Dalam surat resmi bernomor 033/Kopbun-MUTS/IV/2026 yang ditujukan kepada Dinas Koperasi dan UKM Kabupaten Ketapang, pengurus koperasi menilai pelaksanaan RALB tersebut tidak memenuhi ketentuan sebagaimana diatur dalam Anggaran Dasar koperasi serta regulasi yang berlaku.
Pengurus menegaskan bahwa kepengurusan yang sah saat ini merupakan hasil pemilihan anggota secara resmi pada 31 Maret 2023 untuk periode 2023–2028, serta telah terdaftar dalam Surat Keputusan Kementerian Hukum dan HAM Republik Indonesia.
Selain itu, pelaksanaan RALB dinilai tidak memiliki dasar yang kuat, baik dari segi prosedur maupun keabsahan peserta. Dalam keterangannya, pengurus menyebutkan bahwa rapat tersebut tidak memenuhi syarat minimal jumlah pengusul maupun kehadiran anggota sebagaimana ketentuan yang berlaku.

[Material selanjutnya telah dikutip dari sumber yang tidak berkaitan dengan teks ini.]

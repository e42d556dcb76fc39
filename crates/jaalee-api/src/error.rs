use thiserror::Error;

/// Top-level error type for the `jaalee-api` crate.
///
/// Covers every failure mode of the three cloud endpoints: transport,
/// authentication, envelope-level rejection, and payload decoding.
/// `jaalee-core` maps these into user-facing conditions.
#[derive(Debug, Error)]
pub enum Error {
    // ── Authentication ──────────────────────────────────────────────
    /// Login rejected (wrong verification code, unknown account, etc.)
    #[error("Authentication failed: {message}")]
    Authentication { message: String },

    /// The held token was rejected with the vendor's expiry code.
    /// There is no refresh endpoint -- re-authentication is manual.
    #[error("Token expired -- re-authentication required")]
    TokenExpired,

    /// A data fetch was attempted with no token held.
    #[error("No token held -- log in before fetching device data")]
    MissingToken,

    // ── Transport ───────────────────────────────────────────────────
    /// HTTP transport error (connection refused, DNS failure, timeout).
    #[error("HTTP transport error: {0}")]
    Transport(#[from] reqwest::Error),

    /// URL parsing error.
    #[error("Invalid URL: {0}")]
    InvalidUrl(#[from] url::ParseError),

    // ── Envelope ────────────────────────────────────────────────────
    /// Non-success envelope code from the vendor API.
    #[error("Vendor API error (code {code}): {message}")]
    Api { code: i64, message: String },

    // ── Data ────────────────────────────────────────────────────────
    /// JSON deserialization failed, with the raw body for debugging.
    #[error("Deserialization error: {message}")]
    Deserialization { message: String, body: String },
}

impl Error {
    /// Returns `true` if this error indicates auth is no longer valid
    /// and only a fresh login would resolve it.
    pub fn is_auth_expired(&self) -> bool {
        matches!(self, Self::TokenExpired | Self::MissingToken)
    }

    /// Returns `true` if this is a transient error that may clear up
    /// on the next poll cycle without intervention.
    pub fn is_transient(&self) -> bool {
        match self {
            Self::Transport(e) => e.is_timeout() || e.is_connect() || e.is_request(),
            _ => false,
        }
    }
}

“Pelaksanaan RALB tersebut tidak sesuai mekanisme dan ketentuan dalam Anggaran Dasar koperasi serta peraturan perundang-undangan yang berlaku,” demikian isi pernyataan pengurus dalam surat tersebut.
Pengurus juga meminta kepada Pemerintah Daerah Kabupaten Ketapang, melalui Dinas Koperasi dan UKM, untuk melakukan kajian ulang terhadap pelaksanaan RALB dimaksud, guna memastikan kepastian hukum dan menjaga stabilitas kelembagaan koperasi.
Lebih lanjut, pihak pengurus menyatakan akan menyampaikan klarifikasi secara terbuka kepada seluruh anggota koperasi dalam forum Rapat Anggota Tahunan (RAT) tahun buku 2025, sebagai bentuk transparansi dan akuntabilitas organisasi.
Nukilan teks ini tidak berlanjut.